The Doorway We Sealed
- Jill Bruckner, EdD

- Feb 21
- 3 min read
On attention, interiority & the information age

Boredom used to be where interesting things happened. We've engineered it out of existence, and something essential went with it.
Close your eyes and try to remember the last time you were truly, uncomfortably bored. Not tired. Not distracted. Bored. The kind of bored where your mind, finding nothing to grip, begins to wander somewhere unexpected – somewhere it choses on its own.
For most of us, that memory is hard to locate. Somewhere between the smartphone and the infinite scroll, boredom disappeared. We didn't mourn it. We barely noticed it was gone. We should have paid attention.
Boredom was never the problem we might have thought it was.
We spent decades treating boredom as a failure state, defining it as something to be fixed, escaped, optimized away. A waiting room is a problem to be solved with a phone. A long drive is a silence to be filled with a podcast. An idle Tuesday afternoon is a gap in the schedule to be corrected.

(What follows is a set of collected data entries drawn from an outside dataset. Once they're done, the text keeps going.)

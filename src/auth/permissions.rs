// SPDX-License-Identifier: AGPL-3.0-or-later
//
// Copyright (C) 2026 Relational Network

//! Permission checks against the `permissions` claim.

use super::{claims::PermissionsClaim, AuthError, Claims};

/// Check that `claims` grants `required`.
///
/// A token without a usable `permissions` claim is a claims configuration
/// problem ([`AuthError::InvalidClaims`]); a claim that lacks the permission
/// is an authorization decision ([`AuthError::Unauthorized`]). Empty strings
/// are not special-cased here.
pub fn check_permission(required: &str, claims: &Claims) -> Result<(), AuthError> {
    let granted = match claims.permissions_claim() {
        PermissionsClaim::Present(values) => values,
        PermissionsClaim::Absent | PermissionsClaim::Malformed => {
            return Err(AuthError::InvalidClaims)
        }
    };

    if granted.iter().any(|p| p.as_str() == Some(required)) {
        Ok(())
    } else {
        Err(AuthError::Unauthorized)
    }
}
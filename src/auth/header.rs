// SPDX-License-Identifier: AGPL-3.0-or-later
//
// Copyright (C) 2026 Relational Network

//! Bearer token extraction from the `Authorization` header.

use axum::http::{header::AUTHORIZATION, HeaderMap};

use super::AuthError;

/// Scheme name, compared case-insensitively.
const BEARER_SCHEME: &str = "Bearer";

/// Extract the bearer token from request headers.
///
/// The header value is split on whitespace and must yield exactly two parts,
/// the first being `Bearer` in any case. The second part is returned as-is.
pub fn extract_bearer(headers: &HeaderMap) -> Result<&str, AuthError> {
    let value = headers
        .get(AUTHORIZATION)
        .ok_or(AuthError::MissingHeader)?
        .to_str()
        .map_err(|_| AuthError::wrong_part_count())?;

    let parts: Vec<&str> = value.split_whitespace().collect();
    let [scheme, token] = parts.as_slice() else {
        return Err(AuthError::wrong_part_count());
    };

    if !scheme.eq_ignore_ascii_case(BEARER_SCHEME) {
        return Err(AuthError::wrong_scheme());
    }

    Ok(*token)
}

Boredom is a signal, not a malfunction. It's the mind saying: I'm free. What do we actually want? That question turns out to be one of the most important ones we can ask, and we’ve stopped asking it.

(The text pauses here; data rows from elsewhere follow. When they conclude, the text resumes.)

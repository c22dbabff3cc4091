//! evogrid - CLI Entry Point
//!
//! Evolutionary grid simulator.

use clap::{Parser, Subcommand};
use evogrid::{benchmark, Config, Simulation, Status};
use std::path::PathBuf;
use std::time::Instant;

#[derive(Parser)]
#[command(name = "evogrid")]
#[command(version)]
#[command(about = "Evolutionary grid simulator with genome-wired neural networks")]
struct Cli {
    #[command(subcommand)]
    command: Commands,
}

#[derive(Subcommand)]
enum Commands {
    /// Run a new simulation
    Run {
        /// Configuration file (YAML)
        #[arg(short, long, default_value = "config.yaml")]
        config: PathBuf,

        /// Override the configured generation limit
        #[arg(short, long)]
        generations: Option<u32>,

        /// Random seed for reproducibility
        #[arg(long)]
        seed: Option<u64>,

        /// Quiet mode (minimal output)
        #[arg(short, long)]
        quiet: bool,

        /// Write per-generation statistics to this JSON file
        #[arg(long)]
        stats_out: Option<PathBuf>,
    },

    /// Run performance benchmark
    Benchmark {
        /// Number of ticks
        #[arg(short, long, default_value = "300")]
        ticks: u32,

        /// Population size
        #[arg(short, long, default_value = "1000")]
        population: usize,
    },

    /// Generate default configuration file
    Init {
        /// Output path
        #[arg(short, long, default_value = "config.yaml")]
        output: PathBuf,
    },
}

/// RUST_LOG wins over the configured level
fn init_logging(level: &str) {
    env_logger::Builder::from_env(env_logger::Env::default().default_filter_or(level)).init();
}

fn main() -> Result<(), Box<dyn std::error::Error>> {
    let cli = Cli::parse();

    match cli.command {
        Commands::Run {
            config,
            generations,
            seed,
            quiet,
            stats_out,
        } => run_simulation(config, generations, seed, quiet, stats_out),

        Commands::Benchmark { ticks, population } => {
            init_logging("info");
            run_benchmark(ticks, population)
        }

        Commands::Init { output } => {
            init_logging("info");
            generate_config(output)
        }
    }
}

fn run_simulation(
    config_path: PathBuf,
    generations: Option<u32>,
    seed: Option<u64>,
    quiet: bool,
    stats_out: Option<PathBuf>,
) -> Result<(), Box<dyn std::error::Error>> {
    // Load or create config
    let mut config = if config_path.exists() {
        println!("Loading config from: {:?}", config_path);
        Config::from_file(&config_path)?
    } else {
        println!("Using default configuration");
        Config::default()
    };
    init_logging(&config.logging.log_level);
    if let Some(g) = generations {
        config.generation.max_generations = g;
    }

    let mut sim = if let Some(s) = seed {
        println!("Using seed: {}", s);
        Simulation::new_with_seed(config.clone(), s)?
    } else {
        Simulation::new(config.clone())?
    };

    println!("Starting simulation");
    println!("  Initial population: {}", sim.population().len());
    println!(
        "  Grid size: {}x{}",
        config.world.grid_width, config.world.grid_height
    );
    println!("  Challenge: {:?}", config.selection.challenge);
    println!("  Generations: {}", config.generation.max_generations);
    println!();

    let start = Instant::now();
    let mut ticks: u64 = 0;
    let mut generation = sim.generation();

    let status = loop {
        let status = sim.update()?;
        ticks += 1;

        if !quiet && sim.generation() != generation {
            generation = sim.generation();
            if let Some(stats) = sim.stats_history().latest() {
                println!("{}", stats.summary());
            }
        }
        if status.is_terminal() {
            break status;
        }
    };

    let elapsed = start.elapsed();

    println!();
    println!("=== Simulation Complete ===");
    match status {
        Status::Extinct => println!("Outcome: extinct at generation {}", sim.generation()),
        Status::GenerationLimitReached => println!("Outcome: generation limit reached"),
        Status::Continuing => {}
    }
    println!("Time: {:.2}s", elapsed.as_secs_f64());
    println!("Updates: {}", ticks);
    println!("Speed: {:.1} updates/s", ticks as f64 / elapsed.as_secs_f64());
    println!("Final population: {}", sim.population().living());
    println!("Last diversity: {:.4}", sim.last_diversity());

    if let Some(path) = stats_out {
        sim.stats_history().save(&path)?;
        println!("Stats history: {:?}", path);
    }

    Ok(())
}

fn run_benchmark(ticks: u32, population: usize) -> Result<(), Box<dyn std::error::Error>> {
    println!("=== evogrid Benchmark ===");
    println!("Ticks: {}", ticks);
    println!("Population: {}", population);
    println!();

    let result = benchmark(ticks, population)?;
    println!("{}", result);

    Ok(())
}

fn generate_config(output: PathBuf) -> Result<(), Box<dyn std::error::Error>> {
    let config = Config::default();
    config.save(&output)?;
    println!("Configuration saved to: {:?}", output);
    Ok(())
}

"The queue is never empty now. There is always a next thing. We sealed the doorway, and called it progress."
What happens in the gap
Neuroscience has a name for the mental mode that activates when you're not focused on a task: the default mode network. For a long time, researchers assumed it was just the brain idling – background noise while the real work paused. Then they realized this is when our mind was doing some of its most important work.
Consolidating memories. Simulating futures. Processing emotions. Generating unexpected connections between distant ideas. Constructing a coherent sense of self. This is the work of the wandering mind. It requires unstructured, unstimulated time to run – not sleep, but awake, doing nothing in particular. Staring out a window. Walking without headphones. Sitting in a waiting room without reaching for your phone.
We've declared war on that state.
What we lost without noticing
The daydream that becomes an idea. The quiet walk where you realize what's bothering you. The unscheduled afternoon where you discover what you genuinely enjoy. The moment of stillness where you notice your life has slowly drifted from your values.
These don't happen on demand. They don't arrive in scheduled reflection sessions or journaling prompts or meditation apps. They happen in the gaps: the accidental silences, the unplanned pauses, the moments when the mind is left to its own devices. And the gaps are gone.
There's something subtler happening too. People are losing contact with their own interiority. They don't know what they think until they see what they've liked or shared. They don't know how they feel until they've sent a voice note about it. The inner life grows quiet, then distant, and the outside rushes in to fill the space. Feeds, queues, notifications. An endless surface with no depth beneath it.
The uncomfortable truth
We did this voluntarily. Nobody forced the phone into our hands in every idle moment; so, what are we avoiding?
Boredom doesn't always lead somewhere pleasant. The unstructured mind can revisit regrets, surface anxieties, ask questions we'd rather defer. The doorway of boredom opens onto rooms we sometimes don't want to enter. The phone is, among other things, a very effective avoidance tool.
So any real reckoning with this has to go deeper than "use your phone less." It has to ask: what are you going to do with what comes up when you do? The discomfort of boredom isn't the problem; it's the beginning of the work.